690 f"{len(content)} columns"
AssertionError: 9 columns passed, passed data had 10 columns
The above exception was the direct cause of the following exception:
ValueError Traceback (most recent call last)
<ipython-input-11-a67c96be9d33> in <module>
----> 1 HSP2tools.readWDM('KDTWMet-06272019-KOS_w_Mon17Filled_CHLA_ComDO.wdm', HDFname)
~\Documents\GitHub\limno_HSPsquared\HSP2tools\readWDM.py in readWDM(wdmfile, hdffile)
118
119
--> 120 dfsummary = pd.DataFrame(summary, index=summaryindx, columns=columns)
121 store.put('TIMESERIES/SUMMARY',dfsummary, format='t', data_columns=True)
122 return dfsummary
~\AppData\Local\Continuum\anaconda3\lib\site-packages\pandas\core\frame.py in __init__(self, data, index, columns, dtype, copy)
507 if is_named_tuple(data[0]) and columns is None:
508 columns = data[0]._fields
--> 509 arrays, columns = to_arrays(data, columns, dtype=dtype)
510 columns = ensure_index(columns)
511
~\AppData\Local\Continuum\anaconda3\lib\site-packages\pandas\core\internals\construction.py in to_arrays(data, columns, coerce_float, dtype)
522 return [], [] # columns if columns is not None else []
523 if isinstance(data[0], (list, tuple)):
--> 524 return _list_to_arrays(data, columns, coerce_float=coerce_float, dtype=dtype)
525 elif isinstance(data[0], abc.Mapping):
526 return _list_of_dict_to_arrays(
~\AppData\Local\Continuum\anaconda3\lib\site-packages\pandas\core\internals\construction.py in _list_to_arrays(data, columns, coerce_float, dtype)
565 result = _convert_object_array(content, dtype=dtype, coerce_float=coerce_float)
566 except AssertionError as e:
--> 567 raise ValueError(e) from e
568 return result, columns
569
ValueError: 9 columns passed, passed data had 10 columns
@aufdenkampe @steveskrip @bcous I just checked in some refinements to the developWaterQuality branch that I believe resolves issues with reading UCI, WDM, and HBN files -- you might want to try them out!
@PaulDudaRESPEC, thank you!
@steveskrip & @bcous, I merged all this into LimnoTech's develop-WaterQuality
and develop-WaterQuality-BC
branches.
Unfortunately, I had a merge conflict when I tried to cherry-pick the individual commit into our develop
branches.
@PaulDudaRESPEC, since we all just decided to focus on Water Quality modules, I'm wondering if it's time we merge all WaterQuality into develop
and then delete the develop-WaterQuality
branch.

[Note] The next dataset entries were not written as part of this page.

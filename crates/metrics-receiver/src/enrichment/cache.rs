// SPDX-License-Identifier: Apache-2.0 OR MIT
// Copyright (c) 2025-2026 naskel.com

//! Enrichment attribute cache.
//!
//! One writer (the refresher) swaps in complete snapshots; any number of
//! request handlers read concurrently. The write lock is held only for the
//! pointer swap, never across a network call, so a reader sees either the
//! old snapshot or the new one.

use crate::config::EnrichmentSet;
use crate::error::PipelineError;
use crate::point::Tags;
use chrono::{DateTime, Utc};
use parking_lot::RwLock;
use serde::Serialize;
use std::borrow::Cow;
use std::collections::{BTreeMap, HashMap};
use std::sync::Arc;
use tracing::{error, info};

/// Attribute name -> value for one inventory entity.
pub type Attributes = BTreeMap<String, String>;

/// Lookup value -> attributes, for one enrichment set.
pub type SetSnapshot = HashMap<String, Attributes>;

/// Immutable view of every enrichment set.
#[derive(Debug, Clone, Default)]
pub struct CacheSnapshot {
    sets: HashMap<String, SetSnapshot>,
}

impl CacheSnapshot {
    pub fn new() -> Self {
        Self::default()
    }

    pub fn insert_set(&mut self, name: impl Into<String>, entries: SetSnapshot) {
        self.sets.insert(name.into(), entries);
    }

    pub fn set(&self, name: &str) -> Option<&SetSnapshot> {
        self.sets.get(name)
    }

    /// Number of cached entries across all sets.
    pub fn len(&self) -> usize {
        self.sets.values().map(HashMap::len).sum()
    }

    pub fn is_empty(&self) -> bool {
        self.len() == 0
    }
}

#[derive(Debug)]
struct CacheState {
    snapshot: Arc<CacheSnapshot>,
    valid: bool,
    retry_count: u32,
    last_update: Option<DateTime<Utc>>,
}

/// Read-only status report. Never includes attribute values.
#[derive(Debug, Clone, PartialEq, Serialize)]
#[serde(rename_all = "camelCase")]
pub struct CacheStatus {
    pub is_valid: bool,
    pub retry_count: u32,
    pub last_update: Option<DateTime<Utc>>,
    /// Names of cached sets.
    pub cache_items: Vec<String>,
    /// Cached lookup keys per set, sorted.
    pub lookup_keys: BTreeMap<String, Vec<String>>,
}

/// Shared enrichment cache.
///
/// Starts invalid: enrichment requests fail until the first successful
/// refresh.
#[derive(Debug)]
pub struct EnrichmentCache {
    state: RwLock<CacheState>,
}

impl Default for EnrichmentCache {
    fn default() -> Self {
        Self::new()
    }
}

impl EnrichmentCache {
    pub fn new() -> Self {
        Self {
            state: RwLock::new(CacheState {
                snapshot: Arc::new(CacheSnapshot::new()),
                valid: false,
                retry_count: 0,
                last_update: None,
            }),
        }
    }

    /// Swap in a freshly built snapshot and mark the cache valid.
    pub fn record_success(&self, snapshot: CacheSnapshot, now: DateTime<Utc>) {
        let entries = snapshot.len();
        let snapshot = Arc::new(snapshot);
        {
            let mut state = self.state.write();
            state.snapshot = snapshot;
            state.valid = true;
            state.retry_count = 0;
            state.last_update = Some(now);
        }
        info!("Enrichment cache refreshed ({} entries)", entries);
    }

    /// Count a failed refresh. Returns whether the cache is still valid.
    ///
    /// The cache turns invalid once the consecutive failure count exceeds
    /// `threshold`. The previous snapshot stays in place either way.
    pub fn record_failure(&self, threshold: u32) -> bool {
        let mut state = self.state.write();
        state.retry_count = state.retry_count.saturating_add(1);
        if state.retry_count > threshold && state.valid {
            state.valid = false;
            error!(
                "Enrichment cache invalidated after {} failed refreshes",
                state.retry_count
            );
        }
        state.valid
    }

    pub fn is_valid(&self) -> bool {
        self.state.read().valid
    }

    pub fn retry_count(&self) -> u32 {
        self.state.read().retry_count
    }

    /// Current snapshot.
    pub fn snapshot(&self) -> Arc<CacheSnapshot> {
        Arc::clone(&self.state.read().snapshot)
    }

    /// Status report for the cache-info endpoint.
    pub fn status(&self) -> CacheStatus {
        let (snapshot, valid, retry_count, last_update) = {
            let state = self.state.read();
            (
                Arc::clone(&state.snapshot),
                state.valid,
                state.retry_count,
                state.last_update,
            )
        };

        let mut lookup_keys = BTreeMap::new();
        for (name, entries) in &snapshot.sets {
            let mut keys: Vec<String> = entries.keys().cloned().collect();
            keys.sort();
            lookup_keys.insert(name.clone(), keys);
        }

        CacheStatus {
            is_valid: valid,
            retry_count,
            last_update,
            cache_items: lookup_keys.keys().cloned().collect(),
            lookup_keys,
        }
    }

    /// Join cached attributes onto `tags`.
    ///
    /// Without a set, or when the lookup tag is absent or has no cached
    /// entry, the input is returned borrowed and unchanged. On a hit the
    /// allow-listed attributes are copied into a new map; an empty allow-list
    /// copies nothing. The input map is never modified.
    pub fn enrich_tags<'a>(
        &self,
        tags: &'a Tags,
        set: Option<&EnrichmentSet>,
    ) -> Result<Cow<'a, Tags>, PipelineError> {
        let Some(set) = set else {
            return Ok(Cow::Borrowed(tags));
        };

        let snapshot = {
            let state = self.state.read();
            if !state.valid {
                return Err(PipelineError::EnrichmentCacheInvalid {
                    set: set.name.clone(),
                });
            }
            Arc::clone(&state.snapshot)
        };

        let Some(lookup_value) = tags.get(&set.lookup_tag) else {
            return Ok(Cow::Borrowed(tags));
        };
        let Some(entries) = snapshot.set(&set.name) else {
            return Ok(Cow::Borrowed(tags));
        };

        let key: Cow<'_, str> = if set.case_insensitive_matching {
            Cow::Owned(lookup_value.to_lowercase())
        } else {
            Cow::Borrowed(lookup_value.as_str())
        };
        let Some(attributes) = entries.get(key.as_ref()) else {
            return Ok(Cow::Borrowed(tags));
        };

        let mut enriched = tags.clone();
        for name in &set.trait_attribute_list {
            if let Some(value) = attributes.get(name) {
                enriched.insert(name.clone(), value.clone());
            }
        }
        Ok(Cow::Owned(enriched))
    }
}

#[cfg(test)]
mod tests {
    use super::*;
    use crate::error::ErrorKind;

    fn hosts_set() -> EnrichmentSet {
        EnrichmentSet::new("hosts", "host", "hostname", "host").attributes(["os"])
    }

    fn hosts_entries() -> SetSnapshot {
        let mut entries = SetSnapshot::new();
        entries.insert(
            "web-1".into(),
            Attributes::from([
                ("os".to_string(), "linux".to_string()),
                ("owner".to_string(), "ops".to_string()),
            ]),
        );
        entries
    }

    fn tags(pairs: &[(&str, &str)]) -> Tags {
        pairs
            .iter()
            .map(|(k, v)| (k.to_string(), v.to_string()))
            .collect()
    }

    fn valid_cache() -> EnrichmentCache {
        let cache = EnrichmentCache::new();
        let mut snapshot = CacheSnapshot::new();
        snapshot.insert_set("hosts", hosts_entries());
        cache.record_success(snapshot, Utc::now());
        cache
    }

    #[test]
    fn test_new_cache_is_invalid() {
        let cache = EnrichmentCache::new();
        assert!(!cache.is_valid());
        let err = cache
            .enrich_tags(&tags(&[("host", "web-1")]), Some(&hosts_set()))
            .unwrap_err();
        assert_eq!(err.kind(), ErrorKind::EnrichmentCacheInvalid);
    }

    #[test]
    fn test_no_set_is_pass_through() {
        let cache = EnrichmentCache::new();
        let input = tags(&[("host", "web-1")]);
        let out = cache.enrich_tags(&input, None).unwrap();
        assert!(matches!(out, Cow::Borrowed(_)));
        assert_eq!(*out, input);
    }

    #[test]
    fn test_hit_copies_allow_listed_attributes_only() {
        let cache = valid_cache();
        let input = tags(&[("host", "web-1"), ("dc", "a")]);

        let out = cache.enrich_tags(&input, Some(&hosts_set())).unwrap();

        assert_eq!(out["os"], "linux");
        assert!(!out.contains_key("owner"));
        assert_eq!(out["dc"], "a");
        assert_eq!(input.len(), 2, "input must not be mutated");
    }

    #[test]
    fn test_empty_allow_list_copies_nothing() {
        let cache = valid_cache();
        let set = EnrichmentSet::new("hosts", "host", "hostname", "host");
        let input = tags(&[("host", "web-1")]);

        let out = cache.enrich_tags(&input, Some(&set)).unwrap();
        assert_eq!(*out, input);
    }

    #[test]
    fn test_miss_and_missing_lookup_tag_borrow() {
        let cache = valid_cache();
        let miss = tags(&[("host", "web-9")]);
        let absent = tags(&[("region", "eu")]);

        assert!(matches!(
            cache.enrich_tags(&miss, Some(&hosts_set())).unwrap(),
            Cow::Borrowed(_)
        ));
        assert!(matches!(
            cache.enrich_tags(&absent, Some(&hosts_set())).unwrap(),
            Cow::Borrowed(_)
        ));
    }

    #[test]
    fn test_case_insensitive_lookup() {
        // Keys of case-insensitive sets are stored lower-cased.
        let cache = valid_cache();
        let set = hosts_set().case_insensitive(true);
        let input = tags(&[("host", "WEB-1")]);

        let out = cache.enrich_tags(&input, Some(&set)).unwrap();
        assert_eq!(out["os"], "linux");

        let strict = cache.enrich_tags(&input, Some(&hosts_set())).unwrap();
        assert!(!strict.contains_key("os"));
    }

    #[test]
    fn test_failures_past_threshold_invalidate() {
        let cache = valid_cache();

        assert!(cache.record_failure(2));
        assert!(cache.record_failure(2));
        assert!(!cache.record_failure(2));
        assert_eq!(cache.retry_count(), 3);
        assert!(cache
            .enrich_tags(&tags(&[("host", "web-1")]), Some(&hosts_set()))
            .is_err());

        let mut snapshot = CacheSnapshot::new();
        snapshot.insert_set("hosts", hosts_entries());
        cache.record_success(snapshot, Utc::now());

        assert!(cache.is_valid());
        assert_eq!(cache.retry_count(), 0);
        assert!(cache
            .enrich_tags(&tags(&[("host", "web-1")]), Some(&hosts_set()))
            .is_ok());
    }

    #[test]
    fn test_success_replaces_every_set() {
        let cache = valid_cache();
        assert!(!cache.record_failure(0));

        let mut snapshot = CacheSnapshot::new();
        snapshot.insert_set("racks", SetSnapshot::new());
        cache.record_success(snapshot, Utc::now());

        assert!(cache.is_valid());
        assert!(cache.snapshot().set("hosts").is_none());
        assert_eq!(cache.status().cache_items, vec!["racks".to_string()]);
    }

    #[test]
    fn test_zero_threshold_invalidates_on_first_failure() {
        let cache = valid_cache();
        assert!(!cache.record_failure(0));
    }

    #[test]
    fn test_status_lists_keys_without_values() {
        let cache = valid_cache();
        let status = cache.status();

        assert!(status.is_valid);
        assert_eq!(status.cache_items, vec!["hosts".to_string()]);
        assert_eq!(status.lookup_keys["hosts"], vec!["web-1".to_string()]);

        let json = serde_json::to_string(&status).unwrap();
        assert!(json.contains("\"isValid\":true"));
        assert!(json.contains("\"retryCount\":0"));
        assert!(!json.contains("linux"));
    }

    #[test]
    fn test_readers_see_whole_snapshots() {
        use std::thread;

        fn snapshot_for(version: usize) -> CacheSnapshot {
            let mut entries = SetSnapshot::new();
            entries.insert(
                "web-1".into(),
                Attributes::from([
                    ("os".to_string(), format!("v{}", version)),
                    ("owner".to_string(), format!("v{}", version)),
                ]),
            );
            let mut snapshot = CacheSnapshot::new();
            snapshot.insert_set("hosts", entries);
            snapshot
        }

        let cache = Arc::new(EnrichmentCache::new());
        cache.record_success(snapshot_for(0), Utc::now());

        let writer = {
            let cache = Arc::clone(&cache);
            thread::spawn(move || {
                for i in 1..200 {
                    cache.record_success(snapshot_for(i), Utc::now());
                }
            })
        };

        let set = EnrichmentSet::new("hosts", "host", "hostname", "host").attributes(["os", "owner"]);
        let input = tags(&[("host", "web-1")]);
        for _ in 0..200 {
            let out = cache.enrich_tags(&input, Some(&set)).unwrap();
            assert_eq!(out["os"], out["owner"]);
        }
        writer.join().unwrap();
    }
}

That would simplify the git tracking substantially for me (and all of us). What do you think?
@aufdenkampe , I'm on board with having only one development branch during this current effort.
I have tested this with the same files as yesterday, and it appears to be working better. readUCI completed with no problem on the file I linked yesterday. There may still be an issue with the readWDM. It reads in 3 of the files correctly, but appears to hang up on this WDM: https://github.com/LimnoTech/HSPsquared/blob/develop-WaterQuality-BC/tests/GLWACSO/RPO_SWMM48LINKS2017_wCBOD_June2019.wdm
When running in Jupyter notebooks, it never completes. It appears to add timeseries to the .h5 file (file is larger after it starts running), but it never updates the summary table. Let me know if you want to see the .h5 files and I can find a way to transfer them to you.

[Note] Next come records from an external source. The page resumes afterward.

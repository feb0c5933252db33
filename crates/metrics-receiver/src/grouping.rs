// SPDX-License-Identifier: Apache-2.0 OR MIT
// Copyright (c) 2025-2026 naskel.com

//! Grouping of parsed points by measurement.

use crate::point::{Point, PointGroup};
use std::collections::HashMap;

/// Partition points into one group per measurement.
///
/// Points keep their input order within a group. Groups come out in order of
/// first appearance, but callers must not rely on group order.
pub fn split_by_measurement(points: Vec<Point>) -> Vec<PointGroup> {
    let mut index: HashMap<String, usize> = HashMap::new();
    let mut groups: Vec<PointGroup> = Vec::new();

    for point in points {
        let slot = match index.get(point.measurement()) {
            Some(&slot) => slot,
            None => {
                index.insert(point.measurement().to_string(), groups.len());
                groups.push(PointGroup::new(point.measurement()));
                groups.len() - 1
            }
        };
        groups[slot].points.push(point);
    }

    groups
}

#[cfg(test)]
mod tests {
    use super::*;
    use crate::point::{FieldValue, Fields, Tags};
    use chrono::DateTime;

    fn point(measurement: &str, value: i64) -> Point {
        let mut fields = Fields::new();
        fields.insert("v".into(), FieldValue::Integer(value));
        Point::new(
            measurement,
            Tags::new(),
            fields,
            DateTime::from_timestamp_nanos(value),
        )
    }

    #[test]
    fn test_groups_preserve_point_order() {
        let groups = split_by_measurement(vec![
            point("weather", 1),
            point("weather2", 2),
            point("weather", 3),
        ]);

        assert_eq!(groups.len(), 2);
        let weather = groups.iter().find(|g| g.measurement == "weather").unwrap();
        let values: Vec<_> = weather
            .points
            .iter()
            .map(|p| p.fields()["v"].clone())
            .collect();
        assert_eq!(values, vec![FieldValue::Integer(1), FieldValue::Integer(3)]);

        let weather2 = groups.iter().find(|g| g.measurement == "weather2").unwrap();
        assert_eq!(weather2.len(), 1);
    }

    #[test]
    fn test_empty_input() {
        assert!(split_by_measurement(Vec::new()).is_empty());
    }
}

Thanks @bcous for testing again!
That great news that the readUCI
worked on your file!
@steveskrip, could you test those other files? (but do it from the develop-WaterQuality
branch)
It's good to know that the readWDM
did better. @PaulDudaRESPEC, any ideas?
Tomorrow morning, I'll work with @PaulDudaRESPEC to merge water quality into develop
.
Hi @PaulDudaRESPEC --
I was chatting with @aufdenkampe about this issue. He suggested that it might be related to the 15-minute data in the WDM file. I checked and in at least 2 of the other WDMs that were read in there were timeseries with 15-minute flow data included as well. Let me know if you want to chat about specifics further.
Thanks, @bcous , that's good to know. I've asked Jack, the WDM guru, to take a look.
Circling back to this one... Jack took a look and noted that at least one of the problematic data sets, DSN 772, appears to have been compiled at various time steps -- daily, 15min, and annual, all in the same timeseries. Looks like the old WDM Fortran code knows how to deal with that, but not the python code. Until we have a fix, I suggest a work-around might be to build the data set from scratch at a 15min time step throughout.
@PaulDudaRESPEC, that is very helpful to know. Thank you!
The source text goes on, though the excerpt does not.